Hal itu karena ribuan, bahkan puluhan ribu, orang datang dari berbagai daerah yang sebagian besar tidak hanya mengabaikan jarak fisik namun juga tidak mengenakan masker. “Jika terinfeksi, mereka dapat menyebarkan virus saat kembali ke komunitasnya,” kata Ketua Tim Mitigasi Pengurus Bersama Ikatan Dokter Indonesia (IDI), M. Adib Khumaidi, dalam keterangan tertulisnya, di Jakarta, Jumat 9 Oktober 2020.
Dia menjelaskan, dari sisi medis dan berdasarkan sains, demonstrasi berisiko lebih tinggi daripada aktivitas yang lain dalam penularan Covid-19. Dia memperkirakan, dampak dari demo besar sepanjang Kamis itu, akan terjadi lonjakan masif yang akan terlihat dalam waktu 1-2 minggu mendatang.
2. Universitas Lampung Tambah Daftar Kampus Tutup Sementara Karena Covid-19
Universitas Lampung memutuskan menutup sementara lingkungan kampusnya per hari ini, Jumat 8 Oktober 2020, selama 14 hari ke depan. Keputusan diambil setelah hasil rapid test  dan swab test Covid-19 menunjukkan sejumlah staf dan dosen positif terinfeksi virus.

“Benar ada staf dan tenaga pendidik yang terpapar Covid-19, sehingga kami berlakukan work from home,” ujar juru bicara Rektor Unila, Nanang Trenggono, saat dihubungi di Bandarlampung, Kamis 8 Oktober 2020.

Dia menerangkan, rapid test Covid-19 dilakukan bagi karyawan dan dosen pada minggu lalu. Swab test lalu dilakukan setelah mengetahui ada beberapa orang yang reaktif dari hasil rapid test itu.

3. Peneliti Jepang Tunjukkan SARS-CoV-2 Bisa Hidup di Kulit 9 Jam

Sebuah studi baru di Jepang menemukan virus corona jenis baru penyebab Covid-19 bisa bertahan hidup pada kulit manusia jauh lebih lama daripada virus flu umumnya. SARS-CoV-2 hidup di sampel kulit manusia di laboratorium selama sekitar sembilan jam.

Itu kontras dengan sebuah galur virus influenza A yang juga digunakan dalam studi itu.

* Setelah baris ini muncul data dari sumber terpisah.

//! Token Records and Rows
//!
//! `TokenRecord` is the read-only row owned by the token store.
//! `TokenRow` is the explorer's in-memory projection of a record plus
//! whatever enrichment has been attached to it so far.

use chrono::{DateTime, Utc};
use serde::{Deserialize, Deserializer, Serialize};

/// A token row as stored in the `tokens` table
#[derive(Debug, Clone, PartialEq, Serialize, Deserialize)]
pub struct TokenRecord {
    /// Mint address (unique identifier)
    pub mint: String,
    /// Display name; null in the store reads as empty
    #[serde(default, deserialize_with = "de_null_as_empty")]
    pub name: String,
    /// Ticker symbol; null in the store reads as empty
    #[serde(default, deserialize_with = "de_null_as_empty")]
    pub symbol: String,
    /// Creation time (Unix seconds)
    #[serde(rename = "createdAt", deserialize_with = "de_unix_seconds")]
    pub created_at: i64,
}

impl TokenRecord {
    pub fn new(
        mint: impl Into<String>,
        name: impl Into<String>,
        symbol: impl Into<String>,
        created_at: i64,
    ) -> Self {
        Self {
            mint: mint.into(),
            name: name.into(),
            symbol: symbol.into(),
            created_at,
        }
    }

    /// Creation time as a UTC datetime (None if out of chrono's range)
    pub fn created_at_utc(&self) -> Option<DateTime<Utc>> {
        DateTime::from_timestamp(self.created_at, 0)
    }
}

/// The store column is numeric but some exports hand it back as a string.
fn de_unix_seconds<'de, D>(deserializer: D) -> Result<i64, D::Error>
where
    D: Deserializer<'de>,
{
    #[derive(Deserialize)]
    #[serde(untagged)]
    enum Raw {
        Int(i64),
        Float(f64),
        Text(String),
    }

    match Raw::deserialize(deserializer)? {
        Raw::Int(v) => Ok(v),
        Raw::Float(v) => Ok(v.trunc() as i64),
        Raw::Text(s) => s
            .trim()
            .parse::<i64>()
            .map_err(|e| serde::de::Error::custom(format!("invalid createdAt '{}': {}", s, e))),
    }
}

fn de_null_as_empty<'de, D>(deserializer: D) -> Result<String, D::Error>
where
    D: Deserializer<'de>,
{
    Ok(Option::<String>::deserialize(deserializer)?.unwrap_or_default())
}

/// Longest identifier accepted as a mint address
pub const MAX_MINT_LEN: usize = 64;

/// Mint addresses are base58, so anything outside ASCII letters and digits
/// (path separators, dots, query characters) cannot be one.
pub fn is_mint_address(candidate: &str) -> bool {
    !candidate.is_empty()
        && candidate.len() <= MAX_MINT_LEN
        && candidate.chars().all(|c| c.is_ascii_alphanumeric())
}

/// Supplementary fields fetched on demand from the upstream APIs
#[derive(Debug, Clone, Default, PartialEq, Serialize, Deserialize)]
pub struct EnrichmentData {
    pub image: Option<String>,
    pub market_cap: Option<f64>,
    pub description: Option<String>,
    pub ath_market_cap: Option<f64>,
}

/// Hover enrichment progress for a single row
#[derive(Debug, Clone, Copy, PartialEq, Eq, Default, Serialize, Deserialize)]
pub enum HoverState {
    #[default]
    NotRequested,
    Loading,
    Enriched,
}

/// A token in the current result list
#[derive(Debug, Clone, PartialEq, Serialize)]
pub struct TokenRow {
    pub record: TokenRecord,
    pub enrichment: EnrichmentData,
    pub hover: HoverState,
}

impl TokenRow {
    pub fn mint(&self) -> &str {
        &self.record.mint
    }

    /// Row carrying an ATH value fetched during floor filtering
    pub fn with_ath(record: TokenRecord, ath_market_cap: f64) -> Self {
        Self {
            record,
            enrichment: EnrichmentData {
                ath_market_cap: Some(ath_market_cap),
                ..Default::default()
            },
            hover: HoverState::NotRequested,
        }
    }

    /// True once hover enrichment has started or finished
    pub fn hover_requested(&self) -> bool {
        self.hover != HoverState::NotRequested
    }
}

impl From<TokenRecord> for TokenRow {
    fn from(record: TokenRecord) -> Self {
        Self {
            record,
            enrichment: EnrichmentData::default(),
            hover: HoverState::NotRequested,
        }
    }
}
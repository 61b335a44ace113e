//! Token Store Port
//!
//! The relational store holding token rows is an external collaborator.
//! The explorer only needs two things from it: an exact count over a
//! creation-time range and an ordered, offset-windowed page.

use async_trait::async_trait;
use thiserror::Error;

use crate::domain::{CreatedRange, SortOrder, TokenRecord};

#[derive(Debug, Error)]
pub enum StoreError {
    #[error("HTTP request failed: {0}")]
    HttpError(#[from] reqwest::Error),

    #[error("Store returned status {status}: {body}")]
    Status { status: u16, body: String },

    #[error("Failed to parse store response: {0}")]
    ParseError(String),

    #[error("Store response carried no count")]
    MissingCount,

    #[error("Store unavailable: {0}")]
    Unavailable(String),
}

/// One page request against the store
#[derive(Debug, Clone, Copy, PartialEq, Eq)]
pub struct PageQuery {
    pub range: CreatedRange,
    pub order: SortOrder,
    pub offset: usize,
    pub limit: usize,
}

impl PageQuery {
    /// Inclusive index of the last row in the window (`offset + limit - 1`)
    pub fn last_index(&self) -> usize {
        (self.offset + self.limit).saturating_sub(1)
    }
}

#[cfg_attr(test, mockall::automock)]
#[async_trait]
pub trait TokenStore: Send + Sync {
    /// Exact number of rows inside `range`, ignoring any window
    async fn count(&self, range: CreatedRange) -> Result<u64, StoreError>;

    /// Rows inside `query.range`, ordered by creation time, windowed by offset/limit
    async fn fetch_page(&self, query: PageQuery) -> Result<Vec<TokenRecord>, StoreError>;
}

Virus flu A didapati hanya dapat bertahan hidup pada sampel yang sama hanya selama dua jam. Tapi, beruntungnya, kedua jenis virus corona itu, yang hidup lebih lama maupun lebih singkat, sama tidak tahan terhadap hand sanitizer.

Temuan ini menggarisbawahi pentingnya mencuci tangan dengan sabun atau hand sanitizer untuk mencegah penularan Covid-19. Temuan juga membuktikan SARS-CoV-2 memiliki risiko lebih tinggi untuk penularan lewat kontak fisik karena lebih stabil di permukaan kulit ketimbang virus flu A.